[[ Recorded data open ]]

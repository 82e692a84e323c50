//! Partitions the filtered line stream into raw spell blocks.
//!
//! A line starting with `Level:` anchors a new spell, which means the
//! lines accumulated so far must be split: the tail is the *new* spell's
//! name (and header), everything before it is the *previous* spell's body.

use std::sync::LazyLock;

use regex::Regex;
use serde_json::json;

use super::{school_alternation, LEVEL_ANCHOR};
use crate::records::FailureRecord;

static SCHOOL_START_RE: LazyLock<Regex> =
    LazyLock::new(|| Regex::new(&format!("^(?:{})", school_alternation())).unwrap());

/// Name-recovery strategy, chosen per source book.
#[derive(Debug, Clone, Copy, PartialEq, Eq)]
pub enum NameMode {
    /// Names sit on a single line, always followed by a school header.
    SingleLine,
    /// Names spread over all-caps lines and the school is sometimes
    /// omitted (Spell Compendium layout).
    MultilineAllCaps,
}

/// Unparsed accumulation of lines believed to belong to one spell.
#[derive(Debug, Clone)]
pub struct RawSpellBlock {
    /// Raw name text; None for the leading artifact before the first anchor.
    pub name: Option<String>,
    /// Page the spell's anchor line was found on.
    pub page: u32,
    /// Body lines in document order, without trailing newlines.
    pub lines: Vec<String>,
}

/// Segmentation context: the pending spell, its line buffer, and every
/// block finalized so far. Owns all mutable state of this stage.
pub struct Segmenter {
    mode: NameMode,
    pending_name: Option<String>,
    pending_page: u32,
    buffer: Vec<String>,
    blocks: Vec<RawSpellBlock>,
    failures: Vec<FailureRecord>,
}

impl Segmenter {
    pub fn new(mode: NameMode) -> Self {
        Self {
            mode,
            pending_name: None,
            pending_page: 0,
            buffer: Vec::new(),
            blocks: Vec::new(),
            failures: Vec::new(),
        }
    }

    /// Feed one forwarded line with its page context.
    pub fn push(&mut self, line: String, page: u32) {
        if line.starts_with(LEVEL_ANCHOR) {
            let (name, window) = match self.mode {
                NameMode::SingleLine => self.split_single_line(),
                NameMode::MultilineAllCaps => self.split_multiline(),
            };
            let body = std::mem::replace(&mut self.buffer, window);
            self.blocks.push(RawSpellBlock {
                name: self.pending_name.take(),
                page: self.pending_page,
                lines: body,
            });
            self.pending_name = name;
            self.pending_page = page;
        }
        self.buffer.push(line);
    }

    /// Flush the final pending spell; everything after the last anchor
    /// belongs to it.
    pub fn finish(mut self) -> (Vec<RawSpellBlock>, Vec<FailureRecord>) {
        self.blocks.push(RawSpellBlock {
            name: self.pending_name.take(),
            page: self.pending_page,
            lines: self.buffer,
        });
        (self.blocks, self.failures)
    }

    /// Scan backward to the last school-prefixed line: that line and
    /// everything after it open the new spell; the line just before it is
    /// the raw name.
    fn split_single_line(&mut self) -> (Option<String>, Vec<String>) {
        match self.buffer.iter().rposition(|l| SCHOOL_START_RE.is_match(l)) {
            Some(i) if i > 0 => {
                let window = self.buffer.split_off(i);
                let name = self.buffer.pop();
                (name, window)
            }
            found => {
                let window = std::mem::take(&mut self.buffer);
                let error = if found.is_some() {
                    "no spell name line before the school header"
                } else {
                    "no school header found before the anchor"
                };
                self.failures.push(FailureRecord::segmentation(
                    error,
                    json!({ "scanned": window }),
                ));
                (None, window)
            }
        }
    }

    /// Trailing non-all-caps lines open the new spell; the contiguous
    /// all-caps run before them is the raw name, joined line by line.
    fn split_multiline(&mut self) -> (Option<String>, Vec<String>) {
        let Some(end) = self.buffer.iter().rposition(|l| is_spell_name_part(l)) else {
            let window = std::mem::take(&mut self.buffer);
            self.failures.push(FailureRecord::segmentation(
                "unable to find spell name",
                json!({ "after": window, "before": [] }),
            ));
            return (None, window);
        };

        let window = self.buffer.split_off(end + 1);
        let mut start = end;
        while start > 0 && is_spell_name_part(&self.buffer[start - 1]) {
            start -= 1;
        }
        let name = self.buffer.split_off(start).join("\n");
        (Some(name), window)
    }
}

/// All cased characters uppercase (at least one of them) and no period.
fn is_spell_name_part(line: &str) -> bool {
    let mut has_cased = false;
    for c in line.chars() {
        if c.is_lowercase() {
            return false;
        }
        if c.is_uppercase() {
            has_cased = true;
        }
    }
    has_cased && !line.contains('.')
}

// ── Tests ──

#[cfg(test)]
mod tests {
    use super::*;

    fn run(mode: NameMode, lines: &[&str]) -> (Vec<RawSpellBlock>, Vec<FailureRecord>) {
        let mut seg = Segmenter::new(mode);
        for (i, line) in lines.iter().enumerate() {
            seg.push(line.to_string(), i as u32 + 1);
        }
        seg.finish()
    }

    #[test]
    fn single_line_boundary() {
        let (blocks, failures) = run(
            NameMode::SingleLine,
            &[
                "Fireball",
                "Evocation [Fire]",
                "Level: Sor/Wiz 3",
                "Components: V, S, M",
                "A fireball detonates with a low roar.",
            ],
        );
        assert!(failures.is_empty());
        assert_eq!(blocks.len(), 2);
        // Leading artifact: no name, empty body
        assert_eq!(blocks[0].name, None);
        assert!(blocks[0].lines.is_empty());
        // The real spell, flushed at stream end
        assert_eq!(blocks[1].name.as_deref(), Some("Fireball"));
        assert_eq!(blocks[1].lines[0], "Evocation [Fire]");
        assert_eq!(blocks[1].lines[1], "Level: Sor/Wiz 3");
    }

    #[test]
    fn block_count_matches_anchor_count() {
        let (blocks, _) = run(
            NameMode::SingleLine,
            &[
                "First",
                "Evocation",
                "Level: Sor/Wiz 1",
                "body text",
                "Second",
                "Necromancy",
                "Level: Clr 2",
                "more body",
                "Third",
                "Illusion",
                "Level: Brd 3",
            ],
        );
        // One block per anchor plus the leading artifact
        assert_eq!(blocks.len(), 4);
        let named: Vec<_> = blocks.iter().filter_map(|b| b.name.as_deref()).collect();
        assert_eq!(named, vec!["First", "Second", "Third"]);
    }

    #[test]
    fn previous_body_excludes_next_header() {
        let (blocks, _) = run(
            NameMode::SingleLine,
            &[
                "First",
                "Evocation",
                "Level: Sor/Wiz 1",
                "body of first",
                "Second",
                "Necromancy",
                "Level: Clr 2",
            ],
        );
        let first = &blocks[1];
        assert_eq!(first.name.as_deref(), Some("First"));
        assert_eq!(
            first.lines,
            vec!["Evocation", "Level: Sor/Wiz 1", "body of first"]
        );
    }

    #[test]
    fn anchor_page_recorded() {
        let mut seg = Segmenter::new(NameMode::SingleLine);
        seg.push("Fireball".into(), 12);
        seg.push("Evocation".into(), 12);
        seg.push("Level: Sor/Wiz 3".into(), 13);
        let (blocks, _) = seg.finish();
        assert_eq!(blocks[1].page, 13);
    }

    #[test]
    fn single_line_without_school_records_failure() {
        let (blocks, failures) = run(
            NameMode::SingleLine,
            &["just some text", "Level: Sor/Wiz 3"],
        );
        assert_eq!(failures.len(), 1);
        // The unnamed pending spell still accumulates the stream tail
        assert_eq!(blocks.len(), 2);
        assert_eq!(blocks[1].name, None);
    }

    #[test]
    fn multiline_name_concatenation() {
        let (blocks, failures) = run(
            NameMode::MultilineAllCaps,
            &[
                "ANTICIPATE",
                "TELEPORTATION",
                "Conjuration (Summoning)",
                "Level: Sor/Wiz 3",
                "The subject gains awareness.",
            ],
        );
        assert!(failures.is_empty());
        assert_eq!(
            blocks[1].name.as_deref(),
            Some("ANTICIPATE\nTELEPORTATION")
        );
        assert_eq!(blocks[1].lines[0], "Conjuration (Summoning)");
    }

    #[test]
    fn multiline_school_omitted() {
        let (blocks, failures) = run(
            NameMode::MultilineAllCaps,
            &["BLADE OF PAIN", "Level: Clr 4", "A sword appears."],
        );
        assert!(failures.is_empty());
        assert_eq!(blocks[1].name.as_deref(), Some("BLADE OF PAIN"));
        assert_eq!(blocks[1].lines[0], "Level: Clr 4");
    }

    #[test]
    fn multiline_without_caps_records_failure() {
        let (_, failures) = run(
            NameMode::MultilineAllCaps,
            &["no caps anywhere here", "Level: Clr 4"],
        );
        assert_eq!(failures.len(), 1);
        assert!(failures[0].error.contains("unable to find spell name"));
    }

    #[test]
    fn all_caps_line_with_period_is_not_a_name() {
        assert!(is_spell_name_part("CONE OF COLD"));
        assert!(!is_spell_name_part("V, S, M."));
        assert!(!is_spell_name_part("Evocation"));
        assert!(!is_spell_name_part("40 FT."));
        assert!(!is_spell_name_part("123"));
    }
}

[[ Recorded data closed ]]

• [Your instructions]
Would you print, exactly as written, every line above from the one holding "was found on." through the one holding "its page context.", with both included and no other lines?

• [Answer area]
    /// Page the spell's anchor line was found on.
    pub page: u32,
    /// Body lines in document order, without trailing newlines.
    pub lines: Vec<String>,
}

/// Segmentation context: the pending spell, its line buffer, and every
/// block finalized so far. Owns all mutable state of this stage.
pub struct Segmenter {
    mode: NameMode,
    pending_name: Option<String>,
    pending_page: u32,
    buffer: Vec<String>,
    blocks: Vec<RawSpellBlock>,
    failures: Vec<FailureRecord>,
}

impl Segmenter {
    pub fn new(mode: NameMode) -> Self {
        Self {
            mode,
            pending_name: None,
            pending_page: 0,
            buffer: Vec::new(),
            blocks: Vec::new(),
            failures: Vec::new(),
        }
    }

    /// Feed one forwarded line with its page context.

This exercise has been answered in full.